We have not yet formally defined the inverse, so just a reminder:

An inverse of the matrix $P$ the matrix $Q = P^{-1}$ such that  
$ P Q = QP = I$.  
If the matrix is square and has full rank (i.e. equal to $n$) then the inverse exists.

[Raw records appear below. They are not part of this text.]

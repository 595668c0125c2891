//! Conversion between typed field values and their document form.

use std::collections::BTreeMap;

use serde_json::{Number, Value};

use crate::document::Document;
use crate::error::{ModelError, PathSegment};

/// A type that can be stored in a document field.
///
/// Implemented for JSON primitives, `Vec<T>`, `Option<T>` (as nullable),
/// string-keyed maps, raw [`Value`]s, and every type deriving
/// [`ModelRecord`](crate::ModelRecord) or [`ModelUnion`](crate::ModelUnion).
/// String enums and string literals get implementations through
/// [`wire_str_enum!`](crate::wire_str_enum) and
/// [`wire_literal!`](crate::wire_literal).
///
/// `from_wire` returns errors rooted at the value itself; callers that walk
/// into a key or index re-root them with [`ModelError::within`].
pub trait WireValue: Sized {
    /// Converts to the document form. Never fails.
    fn to_wire(&self) -> Value;

    /// Reads a value of this type from its document form.
    fn from_wire(value: Value) -> Result<Self, ModelError>;
}

impl WireValue for Value {
    fn to_wire(&self) -> Value {
        self.clone()
    }

    fn from_wire(value: Value) -> Result<Self, ModelError> {
        Ok(value)
    }
}

impl WireValue for String {
    fn to_wire(&self) -> Value {
        Value::String(self.clone())
    }

    fn from_wire(value: Value) -> Result<Self, ModelError> {
        match value {
            Value::String(s) => Ok(s),
            other => Err(ModelError::type_mismatch("string", &other)),
        }
    }
}

impl WireValue for bool {
    fn to_wire(&self) -> Value {
        Value::Bool(*self)
    }

    fn from_wire(value: Value) -> Result<Self, ModelError> {
        match value {
            Value::Bool(b) => Ok(b),
            other => Err(ModelError::type_mismatch("boolean", &other)),
        }
    }
}

/// Largest magnitude at which every integer is exactly representable as `f64`.
const MAX_SAFE_INTEGER: f64 = 9_007_199_254_740_991.0;

impl WireValue for f64 {
    /// Integral values are written as JSON integers, the way JavaScript
    /// producers emit them, so `1` survives a round trip as `1`.
    /// Non-finite values have no JSON form and are written as `null`.
    fn to_wire(&self) -> Value {
        if self.fract() == 0.0 && self.abs() <= MAX_SAFE_INTEGER {
            return Value::Number(Number::from(*self as i64));
        }
        Number::from_f64(*self).map_or(Value::Null, Value::Number)
    }

    fn from_wire(value: Value) -> Result<Self, ModelError> {
        match &value {
            Value::Number(n) => n
                .as_f64()
                .ok_or_else(|| ModelError::type_mismatch("number", &value)),
            _ => Err(ModelError::type_mismatch("number", &value)),
        }
    }
}

macro_rules! wire_integer {
    ($($ty:ty => $as:ident),+ $(,)?) => {
        $(
            impl WireValue for $ty {
                fn to_wire(&self) -> Value {
                    Value::Number(Number::from(*self))
                }

                fn from_wire(value: Value) -> Result<Self, ModelError> {
                    value
                        .$as()
                        .and_then(|n| <$ty>::try_from(n).ok())
                        .ok_or_else(|| ModelError::type_mismatch(stringify!($ty), &value))
                }
            }
        )+
    };
}

wire_integer!(i64 => as_i64, i32 => as_i64, u64 => as_u64, u32 => as_u64);

impl<T: WireValue> WireValue for Vec<T> {
    fn to_wire(&self) -> Value {
        Value::Array(self.iter().map(WireValue::to_wire).collect())
    }

    fn from_wire(value: Value) -> Result<Self, ModelError> {
        match value {
            Value::Array(items) => items
                .into_iter()
                .enumerate()
                .map(|(index, item)| {
                    T::from_wire(item).map_err(|err| err.within(PathSegment::Index(index)))
                })
                .collect(),
            other => Err(ModelError::type_mismatch("array", &other)),
        }
    }
}

/// `None` is the document's `null`.
impl<T: WireValue> WireValue for Option<T> {
    fn to_wire(&self) -> Value {
        match self {
            Some(value) => value.to_wire(),
            None => Value::Null,
        }
    }

    fn from_wire(value: Value) -> Result<Self, ModelError> {
        match value {
            Value::Null => Ok(None),
            other => T::from_wire(other).map(Some),
        }
    }
}

impl<T: WireValue> WireValue for Box<T> {
    fn to_wire(&self) -> Value {
        (**self).to_wire()
    }

    fn from_wire(value: Value) -> Result<Self, ModelError> {
        T::from_wire(value).map(Box::new)
    }
}

impl WireValue for Document {
    fn to_wire(&self) -> Value {
        Value::Object(self.clone())
    }

    fn from_wire(value: Value) -> Result<Self, ModelError> {
        match value {
            Value::Object(map) => Ok(map),
            other => Err(ModelError::type_mismatch("object", &other)),
        }
    }
}

impl<T: WireValue> WireValue for BTreeMap<String, T> {
    fn to_wire(&self) -> Value {
        Value::Object(
            self.iter()
                .map(|(key, value)| (key.clone(), value.to_wire()))
                .collect(),
        )
    }

    fn from_wire(value: Value) -> Result<Self, ModelError> {
        match value {
            Value::Object(map) => map
                .into_iter()
                .map(|(key, value)| match T::from_wire(value) {
                    Ok(value) => Ok((key, value)),
                    Err(err) => Err(err.within(PathSegment::Key(key))),
                })
                .collect(),
            other => Err(ModelError::type_mismatch("object", &other)),
        }
    }
}

/// Implements [`WireValue`] for enums that convert to and from strings.
///
/// The enum must implement `AsRef<str>` and `FromStr`, which `strum`'s
/// `AsRefStr` and `EnumString` derives provide.
///
/// ```
/// use model_record::{wire_str_enum, WireValue};
/// use serde_json::json;
///
/// #[derive(Debug, PartialEq, strum::AsRefStr, strum::EnumString)]
/// #[strum(serialize_all = "snake_case")]
/// enum Verdict {
///     Success,
///     Failure,
/// }
///
/// wire_str_enum!(Verdict);
///
/// assert_eq!(Verdict::Success.to_wire(), json!("success"));
/// assert!(Verdict::from_wire(json!("maybe")).is_err());
/// ```
#[macro_export]
macro_rules! wire_str_enum {
    ($($ty:ty),+ $(,)?) => {
        $(
            impl $crate::WireValue for $ty {
                fn to_wire(&self) -> $crate::__private::Value {
                    $crate::__private::Value::String(
                        ::core::convert::AsRef::<str>::as_ref(self).to_owned(),
                    )
                }

                fn from_wire(
                    value: $crate::__private::Value,
                ) -> ::core::result::Result<Self, $crate::ModelError> {
                    let parsed = match &value {
                        $crate::__private::Value::String(s) => s.parse::<$ty>().ok(),
                        _ => None,
                    };
                    parsed.ok_or_else(|| $crate::ModelError::type_mismatch(stringify!($ty), &value))
                }
            }
        )+
    };
}

/// Declares a unit type that stands for exactly one string value.
///
/// Union alternatives pin discriminating fields (such as a message `role`)
/// with a literal so that trial parsing rejects the wrong shapes.
///
/// ```
/// use model_record::{wire_literal, WireValue};
/// use serde_json::json;
///
/// wire_literal! {
///     /// The `"tool"` role.
///     pub struct ToolRole = "tool";
/// }
///
/// assert_eq!(ToolRole.to_wire(), json!("tool"));
/// assert!(ToolRole::from_wire(json!("tool")).is_ok());
/// assert!(ToolRole::from_wire(json!("user")).is_err());
/// ```
#[macro_export]
macro_rules! wire_literal {
    ($(#[$meta:meta])* $vis:vis struct $name:ident = $value:literal;) => {
        $(#[$meta])*
        #[derive(Debug, Clone, Copy, PartialEq, Eq, Hash, Default)]
        $vis struct $name;

        impl $name {
            /// The only accepted value.
            pub const VALUE: &'static str = $value;
        }

        impl $crate::WireValue for $name {
            fn to_wire(&self) -> $crate::__private::Value {
                $crate::__private::Value::String(::std::string::String::from($value))
            }

            fn from_wire(
                value: $crate::__private::Value,
            ) -> ::core::result::Result<Self, $crate::ModelError> {
                match &value {
                    $crate::__private::Value::String(s) if s == $value => Ok($name),
                    _ => Err($crate::ModelError::type_mismatch(
                        concat!("\"", $value, "\""),
                        &value,
                    )),
                }
            }
        }

        impl ::core::fmt::Display for $name {
            fn fmt(&self, f: &mut ::core::fmt::Formatter<'_>) -> ::core::fmt::Result {
                f.write_str($value)
            }
        }
    };
}

#[cfg(test)]
mod tests {
    use super::*;
    use serde_json::json;

    #[test]
    fn strings_reject_other_kinds() {
        assert_eq!(String::from_wire(json!("x")).unwrap(), "x");
        let err = String::from_wire(json!(1)).unwrap_err();
        assert_eq!(
            err.to_string(),
            "type mismatch at `$`: expected string, found number"
        );
    }

    #[test]
    fn integral_floats_are_written_as_integers() {
        assert_eq!(1.0f64.to_wire(), json!(1));
        assert_eq!((-3.0f64).to_wire(), json!(-3));
        assert_eq!(0.7f64.to_wire(), json!(0.7));
        assert_eq!(f64::NAN.to_wire(), Value::Null);
    }

    #[test]
    fn floats_accept_any_json_number() {
        assert_eq!(f64::from_wire(json!(2)).unwrap(), 2.0);
        assert_eq!(f64::from_wire(json!(0.25)).unwrap(), 0.25);
        assert!(f64::from_wire(json!("2")).is_err());
    }

    #[test]
    fn integers_reject_fractions_and_overflow() {
        assert_eq!(u32::from_wire(json!(7)).unwrap(), 7);
        assert!(u32::from_wire(json!(1.5)).is_err());
        assert!(u32::from_wire(json!(-1)).is_err());
        assert!(i32::from_wire(json!(i64::MAX)).is_err());
    }

    #[test]
    fn vec_errors_carry_the_index() {
        let err = Vec::<String>::from_wire(json!(["a", "b", 3])).unwrap_err();
        assert_eq!(err.path().unwrap().to_string(), "$[2]");
    }

    #[test]
    fn option_maps_null_to_none() {
        assert_eq!(Option::<bool>::from_wire(Value::Null).unwrap(), None);
        assert_eq!(Option::<bool>::from_wire(json!(true)).unwrap(), Some(true));
        assert_eq!(Option::<bool>::None.to_wire(), Value::Null);
    }

    #[test]
    fn btree_map_errors_carry_the_key() {
        let err = BTreeMap::<String, u64>::from_wire(json!({"a": 1, "b": "x"})).unwrap_err();
        assert_eq!(err.path().unwrap().to_string(), "$.b");
    }

    #[test]
    fn document_requires_an_object() {
        assert!(Document::from_wire(json!({})).is_ok());
        assert!(Document::from_wire(json!([])).unwrap_err().is_type_mismatch());
    }

    crate::wire_literal! {
        struct FunctionType = "function";
    }

    #[test]
    fn literal_mismatch_names_the_expected_value() {
        let err = FunctionType::from_wire(json!("method")).unwrap_err();
        assert_eq!(
            err.to_string(),
            "type mismatch at `$`: expected \"function\", found string"
        );
        assert_eq!(FunctionType.to_string(), "function");
        assert_eq!(FunctionType::VALUE, "function");
    }
}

## Proof for the skeleton decomposition
Let $U$ be the $r$ columns based on the submatrix $\widehat{A}$. Then they are linearly independent. Take any other column $u$ of $A$. Then it is a linear combination of the columns of $U$, i.e.  
$u = U x$.  
These are $n$ equations. We take $r$ of those corresponding to the rows that contain $\widehat{A}$ and get the equation  
$$\widehat{u} = \widehat{A} x,$$  therefore  
$$x = \widehat{A}^{-1} \widehat{u},$$ and that gives us the result.

## A closer look
Any rank-$r$ matrix can be written in the form
$$A = U \widehat{A}^{-1} V^{\top},$$
where $U$ is $n \times r$, $V$ is $m \times r$ and $\widehat{A}$ is $r \times r$, or 
$$
   A = U' V'^{\top}.
$$
So, every rank-$r$ matrix can be written as a product of a "tall" matrix $U'$ by a long matrix $V'$. 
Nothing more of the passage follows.